**Data for this exercise**:
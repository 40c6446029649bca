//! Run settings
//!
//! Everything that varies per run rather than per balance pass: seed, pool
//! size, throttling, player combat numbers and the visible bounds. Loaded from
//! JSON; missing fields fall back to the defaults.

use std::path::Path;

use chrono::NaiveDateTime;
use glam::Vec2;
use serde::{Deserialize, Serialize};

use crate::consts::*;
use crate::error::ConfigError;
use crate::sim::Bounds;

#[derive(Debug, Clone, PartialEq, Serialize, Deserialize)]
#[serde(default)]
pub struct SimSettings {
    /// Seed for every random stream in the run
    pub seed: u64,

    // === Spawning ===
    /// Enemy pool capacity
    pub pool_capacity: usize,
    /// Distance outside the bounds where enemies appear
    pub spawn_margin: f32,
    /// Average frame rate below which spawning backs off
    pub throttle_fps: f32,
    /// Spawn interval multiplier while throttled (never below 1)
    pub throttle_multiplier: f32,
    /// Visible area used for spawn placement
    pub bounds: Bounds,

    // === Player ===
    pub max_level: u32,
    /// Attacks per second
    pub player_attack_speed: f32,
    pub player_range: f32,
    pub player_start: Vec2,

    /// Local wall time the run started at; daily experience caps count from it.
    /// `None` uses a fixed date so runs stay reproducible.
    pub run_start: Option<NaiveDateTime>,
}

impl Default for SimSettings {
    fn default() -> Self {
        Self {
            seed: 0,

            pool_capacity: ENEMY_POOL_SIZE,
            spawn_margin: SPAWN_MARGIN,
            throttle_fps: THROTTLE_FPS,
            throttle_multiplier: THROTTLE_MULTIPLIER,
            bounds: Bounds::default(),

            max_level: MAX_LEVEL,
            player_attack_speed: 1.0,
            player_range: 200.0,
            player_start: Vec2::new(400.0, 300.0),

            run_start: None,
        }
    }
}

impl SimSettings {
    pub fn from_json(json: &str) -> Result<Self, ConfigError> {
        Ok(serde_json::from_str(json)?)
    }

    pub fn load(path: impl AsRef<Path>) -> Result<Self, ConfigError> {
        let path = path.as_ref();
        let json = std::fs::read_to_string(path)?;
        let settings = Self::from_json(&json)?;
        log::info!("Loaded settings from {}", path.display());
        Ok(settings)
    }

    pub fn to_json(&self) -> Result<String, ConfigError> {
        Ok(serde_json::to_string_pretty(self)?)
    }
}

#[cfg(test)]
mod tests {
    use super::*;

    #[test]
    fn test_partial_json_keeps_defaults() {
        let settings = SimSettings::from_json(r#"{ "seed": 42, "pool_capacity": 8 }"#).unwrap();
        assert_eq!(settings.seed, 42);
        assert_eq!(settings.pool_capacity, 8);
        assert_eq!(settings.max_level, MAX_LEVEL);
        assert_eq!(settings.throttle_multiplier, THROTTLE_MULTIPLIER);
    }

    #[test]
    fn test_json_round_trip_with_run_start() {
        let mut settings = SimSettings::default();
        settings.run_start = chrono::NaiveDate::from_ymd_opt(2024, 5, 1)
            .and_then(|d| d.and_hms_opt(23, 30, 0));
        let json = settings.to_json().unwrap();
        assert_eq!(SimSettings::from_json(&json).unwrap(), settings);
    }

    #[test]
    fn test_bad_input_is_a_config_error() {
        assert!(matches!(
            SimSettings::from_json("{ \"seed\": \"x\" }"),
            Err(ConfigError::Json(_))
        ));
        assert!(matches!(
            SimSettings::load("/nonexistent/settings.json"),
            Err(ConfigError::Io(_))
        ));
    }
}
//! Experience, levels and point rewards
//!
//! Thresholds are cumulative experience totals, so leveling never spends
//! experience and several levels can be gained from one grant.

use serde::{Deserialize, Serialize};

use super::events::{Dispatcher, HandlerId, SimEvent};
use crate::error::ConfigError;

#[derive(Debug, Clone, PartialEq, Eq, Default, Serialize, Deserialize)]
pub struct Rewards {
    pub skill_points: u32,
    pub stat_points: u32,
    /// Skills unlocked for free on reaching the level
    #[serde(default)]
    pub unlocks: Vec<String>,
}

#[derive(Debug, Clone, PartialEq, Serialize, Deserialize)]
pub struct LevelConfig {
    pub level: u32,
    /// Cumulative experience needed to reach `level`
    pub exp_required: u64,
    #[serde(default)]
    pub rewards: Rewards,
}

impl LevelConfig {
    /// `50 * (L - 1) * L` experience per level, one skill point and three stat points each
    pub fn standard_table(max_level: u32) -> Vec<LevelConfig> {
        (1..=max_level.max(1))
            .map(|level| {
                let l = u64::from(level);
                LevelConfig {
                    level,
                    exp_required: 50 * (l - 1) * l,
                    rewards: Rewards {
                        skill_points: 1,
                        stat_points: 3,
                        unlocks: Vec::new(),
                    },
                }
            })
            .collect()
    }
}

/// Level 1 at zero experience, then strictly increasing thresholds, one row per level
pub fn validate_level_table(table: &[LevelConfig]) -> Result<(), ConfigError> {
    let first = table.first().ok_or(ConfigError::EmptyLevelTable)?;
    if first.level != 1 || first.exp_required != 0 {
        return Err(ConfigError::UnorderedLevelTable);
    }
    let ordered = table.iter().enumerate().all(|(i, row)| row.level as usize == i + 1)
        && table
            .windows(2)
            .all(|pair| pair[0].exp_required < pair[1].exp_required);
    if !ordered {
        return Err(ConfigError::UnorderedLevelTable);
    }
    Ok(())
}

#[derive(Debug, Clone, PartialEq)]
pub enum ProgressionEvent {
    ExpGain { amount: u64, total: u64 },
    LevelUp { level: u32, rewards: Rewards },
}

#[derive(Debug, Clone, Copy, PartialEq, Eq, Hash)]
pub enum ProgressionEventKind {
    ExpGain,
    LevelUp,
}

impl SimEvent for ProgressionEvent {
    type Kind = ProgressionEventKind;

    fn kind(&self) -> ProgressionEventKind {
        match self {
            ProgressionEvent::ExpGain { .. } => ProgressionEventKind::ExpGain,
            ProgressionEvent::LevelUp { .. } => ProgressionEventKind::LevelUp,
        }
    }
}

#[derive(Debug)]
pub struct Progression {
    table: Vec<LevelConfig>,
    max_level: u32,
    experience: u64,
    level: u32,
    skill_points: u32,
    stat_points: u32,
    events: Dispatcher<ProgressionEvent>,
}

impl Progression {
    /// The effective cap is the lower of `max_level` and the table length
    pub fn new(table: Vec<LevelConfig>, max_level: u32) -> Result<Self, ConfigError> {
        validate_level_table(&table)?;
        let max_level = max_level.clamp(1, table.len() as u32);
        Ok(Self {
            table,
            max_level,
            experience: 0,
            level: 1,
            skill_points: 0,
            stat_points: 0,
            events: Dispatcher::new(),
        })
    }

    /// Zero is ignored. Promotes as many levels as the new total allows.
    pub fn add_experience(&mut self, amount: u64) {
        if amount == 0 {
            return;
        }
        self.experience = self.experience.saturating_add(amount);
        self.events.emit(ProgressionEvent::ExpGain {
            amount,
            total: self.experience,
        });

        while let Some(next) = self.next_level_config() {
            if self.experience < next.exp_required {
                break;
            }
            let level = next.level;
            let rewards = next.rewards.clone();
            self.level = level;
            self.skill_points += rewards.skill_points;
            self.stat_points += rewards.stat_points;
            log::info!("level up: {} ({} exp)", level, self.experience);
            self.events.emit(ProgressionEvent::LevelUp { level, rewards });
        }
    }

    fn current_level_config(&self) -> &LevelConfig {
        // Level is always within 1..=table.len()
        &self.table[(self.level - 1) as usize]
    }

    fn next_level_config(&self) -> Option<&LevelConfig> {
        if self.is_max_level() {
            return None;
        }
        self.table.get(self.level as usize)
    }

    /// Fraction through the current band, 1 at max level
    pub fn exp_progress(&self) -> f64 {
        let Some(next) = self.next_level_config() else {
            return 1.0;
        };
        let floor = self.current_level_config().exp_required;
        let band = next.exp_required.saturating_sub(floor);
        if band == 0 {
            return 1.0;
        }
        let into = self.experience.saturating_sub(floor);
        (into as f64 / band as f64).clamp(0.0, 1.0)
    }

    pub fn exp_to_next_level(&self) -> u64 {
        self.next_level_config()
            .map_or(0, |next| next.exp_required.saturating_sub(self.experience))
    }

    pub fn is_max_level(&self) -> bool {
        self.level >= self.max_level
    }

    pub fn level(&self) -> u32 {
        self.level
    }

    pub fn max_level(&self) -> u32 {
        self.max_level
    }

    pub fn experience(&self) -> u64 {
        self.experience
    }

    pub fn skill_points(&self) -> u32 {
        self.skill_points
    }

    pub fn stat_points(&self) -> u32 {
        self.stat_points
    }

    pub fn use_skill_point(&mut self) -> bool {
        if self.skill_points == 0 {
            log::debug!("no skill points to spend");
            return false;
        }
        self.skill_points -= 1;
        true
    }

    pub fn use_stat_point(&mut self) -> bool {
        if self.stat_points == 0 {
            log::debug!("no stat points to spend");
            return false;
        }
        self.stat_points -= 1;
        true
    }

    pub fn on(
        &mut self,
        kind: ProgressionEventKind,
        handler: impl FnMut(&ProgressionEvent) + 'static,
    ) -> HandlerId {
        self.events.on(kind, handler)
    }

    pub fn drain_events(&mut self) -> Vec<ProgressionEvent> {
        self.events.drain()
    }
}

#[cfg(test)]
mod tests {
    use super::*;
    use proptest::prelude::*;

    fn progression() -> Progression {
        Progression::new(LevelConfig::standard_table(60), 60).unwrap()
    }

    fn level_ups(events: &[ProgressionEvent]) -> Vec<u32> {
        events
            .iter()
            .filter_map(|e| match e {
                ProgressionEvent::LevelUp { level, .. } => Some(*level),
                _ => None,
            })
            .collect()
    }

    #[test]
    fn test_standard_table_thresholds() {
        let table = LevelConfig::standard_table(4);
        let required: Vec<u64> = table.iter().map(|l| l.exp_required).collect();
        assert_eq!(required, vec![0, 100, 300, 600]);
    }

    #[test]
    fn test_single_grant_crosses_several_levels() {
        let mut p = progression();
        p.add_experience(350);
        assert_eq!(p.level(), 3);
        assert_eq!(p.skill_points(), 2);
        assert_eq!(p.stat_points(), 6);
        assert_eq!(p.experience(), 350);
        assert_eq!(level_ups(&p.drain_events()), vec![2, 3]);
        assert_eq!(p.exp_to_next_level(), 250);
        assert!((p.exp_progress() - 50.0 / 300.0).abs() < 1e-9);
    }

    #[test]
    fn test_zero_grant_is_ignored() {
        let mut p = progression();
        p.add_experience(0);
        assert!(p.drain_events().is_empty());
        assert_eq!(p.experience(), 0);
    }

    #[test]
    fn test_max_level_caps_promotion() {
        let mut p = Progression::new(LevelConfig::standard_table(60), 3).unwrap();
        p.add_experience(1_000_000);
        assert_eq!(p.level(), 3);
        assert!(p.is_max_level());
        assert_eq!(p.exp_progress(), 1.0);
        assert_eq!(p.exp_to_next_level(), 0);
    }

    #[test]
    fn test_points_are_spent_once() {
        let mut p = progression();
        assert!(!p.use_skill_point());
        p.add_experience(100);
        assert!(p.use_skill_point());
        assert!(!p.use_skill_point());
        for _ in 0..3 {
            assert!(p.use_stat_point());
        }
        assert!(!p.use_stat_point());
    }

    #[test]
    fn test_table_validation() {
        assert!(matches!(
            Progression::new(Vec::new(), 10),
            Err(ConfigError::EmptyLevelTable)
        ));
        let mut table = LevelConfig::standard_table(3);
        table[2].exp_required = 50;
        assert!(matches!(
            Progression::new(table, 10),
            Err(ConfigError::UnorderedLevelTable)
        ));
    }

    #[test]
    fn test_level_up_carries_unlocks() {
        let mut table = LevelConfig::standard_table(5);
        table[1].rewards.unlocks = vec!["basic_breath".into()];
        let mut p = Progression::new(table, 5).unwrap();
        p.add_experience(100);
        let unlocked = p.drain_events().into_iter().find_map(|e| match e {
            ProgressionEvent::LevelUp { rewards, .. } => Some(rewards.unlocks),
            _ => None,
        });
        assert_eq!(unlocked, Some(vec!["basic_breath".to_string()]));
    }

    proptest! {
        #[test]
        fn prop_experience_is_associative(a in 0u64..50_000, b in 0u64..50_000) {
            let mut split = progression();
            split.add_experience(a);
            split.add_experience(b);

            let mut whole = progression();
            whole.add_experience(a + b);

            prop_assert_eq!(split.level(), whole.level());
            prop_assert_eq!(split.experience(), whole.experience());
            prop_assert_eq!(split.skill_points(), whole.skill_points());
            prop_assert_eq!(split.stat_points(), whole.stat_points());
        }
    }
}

**Requirement**:
The line with "to the defaults." marks the end; reproduce exactly every line from the start of the entries up to it, that line included.

**Exercise response**:
repository 40c6446029649bca
//! Run settings
//!
//! Everything that varies per run rather than per balance pass: seed, pool
//! size, throttling, player combat numbers and the visible bounds. Loaded from
//! JSON; missing fields fall back to the defaults.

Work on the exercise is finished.